いずれ土に還るもの




二〇〇九・初夏


 五条悟から電話がかかってくるのは、案外珍しいことだ。通話するなら会って話したいし、しかし会うためにアポを取るという頭がないし、そもそも百鬼鈴のスケジュールをある程度把握しているため「今なら空いてるな〜」と軽い気持ちでアポなし訪問するためである。
 そんな彼からわざわざ電話がかかってくるタイミングと言ったら一つ、「百鬼鈴に任務のない夜」である。五条悟は、いろいろあって就寝間際の訪問を避けている。それでも「今」決めたことを「今」伝えたいとき、彼女は電話に呼び出されるのである。


「明日の任務、他の奴に変えたから」
「……何かありました?」
「前話したっけ?禪院の秘蔵っ子ゲットしたんだけどさ」ポケモンみたいに言うところには目を瞑ろう。
「ああ、相伝の術式持ちの」
「母親が蒸発したから、高専で金銭援助することにしたんだよね。ウチで世話してもいいけどさ、また柵の中に戻すの可哀想でしょ。だからさ、たまに様子見に行ってやって欲しいんだよね。金銭援助するとはいえ流石に小学生二人だから出来ないこともあるだろうし」
「……ん?なんて?」
「明日二人の住んでる家連れてくから。車高専に回しておいて」
 おやすみーと軽みのある挨拶で通話は切られた。小学生二人……。え、大丈夫なの?でも御三家や呪術師の家に入れたらややこしいことになるだろうし、非術師の家だと逆に狙われやすくなってしまうだろうし……。
 電話がかかってくる前までは、鈴の夜は静かに、穏やかに幕を閉じようとしていた。明日の任務の確認も済んでいる。寝るばっかりだった。のに。いろいろ考えてしまい頭が冴えてしまった鈴は、今後の段取りを組み直しながら自室を後にした。









・・・翌日・・・












「めっちゃ大荷物じゃん」


 ウケる〜とドア越しに車内を覗かれる。後部座席には、百貨店の大きめ紙袋。中にはたくさんのタッパーが入っている。その隣には10キロの米袋。後部座席を覗きながら助手席のドアを開け座り込む五条悟。
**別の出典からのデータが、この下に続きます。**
// SPDX-License-Identifier: MPL-2.0
// This Source Code Form is subject to the terms of the Mozilla Public
// License, v. 2.0. If a copy of the MPL was not distributed with this
// file, You can obtain one at https://mozilla.org/MPL/2.0/.

//! Auto-clear behaviour of motion and vibration sensors, on paused time.

use std::sync::Arc;
use std::time::Duration;

use aqara_bridge::{
    BridgeConfig, DeviceDirectory, DeviceRecord, DispatchOutcome, Dispatcher, InMemoryDirectory,
    NewDevice, TypeDescriptor,
};
use tokio::time::sleep;

const QUIET: Duration = Duration::from_secs(120);
const OCCUPANCY: &str = "AqaraHub/hall/1/in/Occupancy Sensing/Report Attributes/Occupancy";
const DETECTED: &[u8] =
    br#"{"type":"bitmap8","value":[true,false,false,false,false,false,false,false]}"#;

fn switch_record(handle: u32, device_id: &str, descriptor: TypeDescriptor) -> DeviceRecord {
    let mut record = DeviceRecord::from_new_device(NewDevice {
        name: device_id.to_string(),
        handle,
        descriptor,
        device_id: device_id.to_string(),
    });
    record.semantic_state = "Off".to_string();
    record.battery_level = 70;
    record
}

fn setup(config: BridgeConfig) -> (Dispatcher, Arc<InMemoryDirectory>) {
    let directory = Arc::new(InMemoryDirectory::with_records([
        switch_record(1, "hall", TypeDescriptor::MOTION_SENSOR),
        switch_record(2, "shelf", TypeDescriptor::ON_OFF_SWITCH),
    ]));
    let dispatcher = Dispatcher::new(config, directory.clone(), directory.clone());
    (dispatcher, directory)
}

fn state(directory: &InMemoryDirectory, handle: u32) -> String {
    directory.get(handle).unwrap().semantic_state
}

#[tokio::test(start_paused = true)]
async fn detection_clears_after_quiet_period() {
    let (dispatcher, directory) = setup(BridgeConfig::default());

    dispatcher.on_data(OCCUPANCY, DETECTED);
    assert_eq!(state(&directory, 1), "On");
    assert_eq!(dispatcher.timers().pending(), 1);

    sleep(QUIET - Duration::from_secs(1)).await;
    assert_eq!(state(&directory, 1), "On");

    sleep(Duration::from_secs(2)).await;
    let record = directory.get(1).unwrap();
    assert_eq!(record.semantic_state, "Off");
    assert_eq!(record.discrete_state, 0);
    assert_eq!(record.battery_level, 70);
    assert_eq!(dispatcher.timers().pending(), 0);
    assert_eq!(directory.write_count(), 2);
}

#[tokio::test(start_paused = true)]
async fn rearm_fires_once_measured_from_second_arm() {
    let (dispatcher, directory) = setup(BridgeConfig::default());

    dispatcher.on_data(OCCUPANCY, DETECTED);
    sleep(Duration::from_secs(60)).await;
    dispatcher.on_data(OCCUPANCY, DETECTED);
    assert_eq!(dispatcher.timers().pending(), 1);

    // Past the first deadline, before the second.
    sleep(QUIET - Duration::from_secs(1)).await;
    assert_eq!(state(&directory, 1), "On");
    assert_eq!(directory.write_count(), 1);

    sleep(Duration::from_secs(2)).await;
    assert_eq!(state(&directory, 1), "Off");
    assert_eq!(directory.write_count(), 2);

    sleep(QUIET * 3).await;
    assert_eq!(directory.write_count(), 2);
}

#[tokio::test(start_paused = true)]
async fn clear_uses_current_record() {
    let (dispatcher, directory) = setup(BridgeConfig::default());

    dispatcher.on_data(OCCUPANCY, DETECTED);
    sleep(Duration::from_secs(30)).await;
    dispatcher.on_data("AqaraHub/hall/linkquality", b"150");
    assert_eq!(directory.get(1).unwrap().signal_level, 15);

    sleep(QUIET).await;
    let record = directory.get(1).unwrap();
    assert_eq!(record.semantic_state, "Off");
    assert_eq!(record.signal_level, 15);
    assert_eq!(record.battery_level, 70);
}

#[tokio::test(start_paused = true)]
async fn vibration_auto_clears() {
    let (dispatcher, directory) =
        setup(BridgeConfig::default().with_quiet_period(Duration::from_secs(10)));

    dispatcher.on_data(
        "AqaraHub/shelf/1/in/Door Lock/Report Attributes/0x0055",
        br#"{"type":"uint16","value":1}"#,
    );
    assert_eq!(state(&directory, 2), "On");

    sleep(Duration::from_secs(11)).await;
    assert_eq!(state(&directory, 2), "Off");
    assert_eq!(state(&directory, 1), "Off");
}

#[tokio::test(start_paused = true)]
async fn disabled_arming_leaves_state_set() {
    let (dispatcher, directory) = setup(BridgeConfig::default().with_debounce(false));

    dispatcher.on_data(OCCUPANCY, DETECTED);
    assert_eq!(dispatcher.timers().pending(), 0);

    sleep(QUIET * 2).await;
    assert_eq!(state(&directory, 1), "On");

    dispatcher.timers().set_enabled(true);
    dispatcher.on_data(OCCUPANCY, DETECTED);
    assert_eq!(dispatcher.timers().pending(), 1);
    sleep(QUIET + Duration::from_secs(1)).await;
    assert_eq!(state(&directory, 1), "Off");
}

#[tokio::test(start_paused = true)]
async fn shutdown_aborts_pending_timers() {
    let (dispatcher, directory) = setup(BridgeConfig::default());

    dispatcher.on_data(OCCUPANCY, DETECTED);
    dispatcher.timers().shutdown();
    assert_eq!(dispatcher.timers().pending(), 0);

    sleep(QUIET * 2).await;
    assert_eq!(state(&directory, 1), "On");
}

#[tokio::test(start_paused = true)]
async fn unbounded_quiet_period_applies_without_arming() {
    let (dispatcher, directory) = setup(BridgeConfig::default().with_quiet_period(Duration::MAX));

    let outcome = dispatcher.on_data(OCCUPANCY, DETECTED);
    assert!(matches!(outcome, DispatchOutcome::Updated { written: true, .. }));
    assert_eq!(state(&directory, 1), "On");
    assert_eq!(dispatcher.timers().pending(), 0);
}
// SPDX-License-Identifier: MPL-2.0
// This Source Code Form is subject to the terms of the Mozilla Public
// License, v. 2.0. If a copy of the MPL was not distributed with this
// file, You can obtain one at https://mozilla.org/MPL/2.0/.

//! Integration tests for the MQTT bridge using mockforge-mqtt.

#![cfg(feature = "mqtt")]

use std::sync::Arc;
use std::time::Duration;

use aqara_bridge::protocol::{MqttBridge, MqttBridgeBuilder};
use aqara_bridge::{BridgeConfig, Dispatcher, InMemoryDirectory, ProtocolError};
use mockforge_mqtt::broker::MqttConfig;
use mockforge_mqtt::start_mqtt_server;
use tokio::time::sleep;

/// Helper to find an available port for testing.
fn get_test_port() -> u16 {
    use std::sync::atomic::{AtomicU16, Ordering};
    static PORT_COUNTER: AtomicU16 = AtomicU16::new(18950);
    PORT_COUNTER.fetch_add(1, Ordering::SeqCst)
}

/// Starts a mock MQTT broker on the given port.
async fn start_mock_broker(port: u16) {
    let config = MqttConfig {
        port,
        host: "127.0.0.1".to_string(),
        ..Default::default()
    };

    tokio::spawn(async move {
        let _ = start_mqtt_server(config).await;
    });

    sleep(Duration::from_millis(500)).await;
}

fn dispatcher(config: BridgeConfig) -> Arc<Dispatcher> {
    let directory = Arc::new(InMemoryDirectory::new());
    Arc::new(Dispatcher::new(config, directory.clone(), directory))
}

mod connection {
    use super::*;

    #[tokio::test]
    async fn connect_subscribes_to_root() {
        let port = get_test_port();
        start_mock_broker(port).await;

        let bridge = MqttBridge::connect(
            format!("mqtt://127.0.0.1:{port}"),
            dispatcher(BridgeConfig::default()),
        )
        .await;

        assert!(bridge.is_ok(), "Failed to connect: {:?}", bridge.err());
        let bridge = bridge.unwrap();
        assert_eq!(bridge.subscription(), "AqaraHub/#");
        assert!(bridge.is_running());
    }

    #[tokio::test]
    async fn custom_root_topic() {
        let port = get_test_port();
        start_mock_broker(port).await;

        let bridge = MqttBridge::connect(
            format!("tcp://127.0.0.1:{port}"),
            dispatcher(BridgeConfig::default().with_root_topic("hub2")),
        )
        .await
        .unwrap();

        assert_eq!(bridge.subscription(), "hub2/#");
        assert_eq!(bridge.dispatcher().root_topic(), "hub2");
    }

    #[tokio::test]
    async fn connect_without_scheme() {
        let port = get_test_port();
        start_mock_broker(port).await;

        let bridge = MqttBridge::connect(
            format!("127.0.0.1:{port}"),
            dispatcher(BridgeConfig::default()),
        )
        .await;
        assert!(bridge.is_ok());
    }

    #[tokio::test]
    async fn disconnect_is_accepted() {
        let port = get_test_port();
        start_mock_broker(port).await;

        let bridge = MqttBridge::connect(
            format!("mqtt://127.0.0.1:{port}"),
            dispatcher(BridgeConfig::default()),
        )
        .await
        .unwrap();
        assert!(bridge.disconnect().await.is_ok());
    }
}

mod builder {
    use super::*;

    #[tokio::test]
    async fn build_with_options() {
        let port = get_test_port();
        start_mock_broker(port).await;

        let bridge = MqttBridgeBuilder::new()
            .broker(format!("mqtt://127.0.0.1:{port}"))
            .client_id("aqara_bridge_test")
            .keep_alive(Duration::from_secs(15))
            .build(dispatcher(BridgeConfig::default()))
            .await;

        assert!(bridge.is_ok());
    }

    #[tokio::test]
    async fn build_missing_broker_fails() {
        let result = MqttBridgeBuilder::new()
            .build(dispatcher(BridgeConfig::default()))
            .await;

        assert!(matches!(result, Err(ProtocolError::InvalidAddress(_))));
    }

    #[tokio::test]
    async fn build_invalid_port_fails() {
        let result = MqttBridgeBuilder::new()
            .broker("mqtt://127.0.0.1:notaport")
            .build(dispatcher(BridgeConfig::default()))
            .await;

        assert!(matches!(result, Err(ProtocolError::InvalidAddress(_))));
    }
}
「わーごはんじゃん。家庭的ぃ」助手席から身を大きく捻り、ガサガサと紙袋を物色する五条悟。
「小学生二人って聞いてごはん状況気になって……昨日電話の後ずっと作ってました……」
「ほんと愛情深いよねお前は」

 身内でもないのに。飄々とした態度で冷たく言い放つ男であるが、実際のところ、彼自身も懐に入れてしまえばそうであると理解しているため、その真意はなんだろうと考えを巡らせ黙っていたら、隣が妙にソワソワし出して余計に分からなくなってしまった。本当の意味で彼を理解するのは未だできていないのだな、と無理やりベストアンサーを捻り出し目的地へと急いだ。
 ここのパーキング止めて、とナビゲートされ、バックで駐車。「モテ仕草トップ10の駐車券咥えて助手席に手やるのやって」とリクエストされたが、バックモニターという文明の利器があったため流した。












「こんにちは。百鬼鈴です」

 五条さんに誘導され小学生二人の住まうお宅へお邪魔する。「紹介するね、百鬼鈴。たまに君たちの様子見にくるから、仲良くしてね」記憶にある限り一番まともに紹介された。私の腰丈ほどの小さな子供。五条さん越しに見るとその小ささが余計際立って見える。目線を合わせるように屈み、簡単にご挨拶。この子達もきっと、彼に必要な人間なのだろう。人間は必要な時に必要な人に出会う。これは鈴だからこそ感じる人生の七不思議の一つだ。それに気付くか、気付かないかは各々に任されている。渡りに船となるか、灯台下暗しとなるかは表裏一体なのだなと学習する鈴。私もこの小さな子供たちにとってそうだといい。こちらからはどうにも出来ないが、そう思わずにはいられなかった。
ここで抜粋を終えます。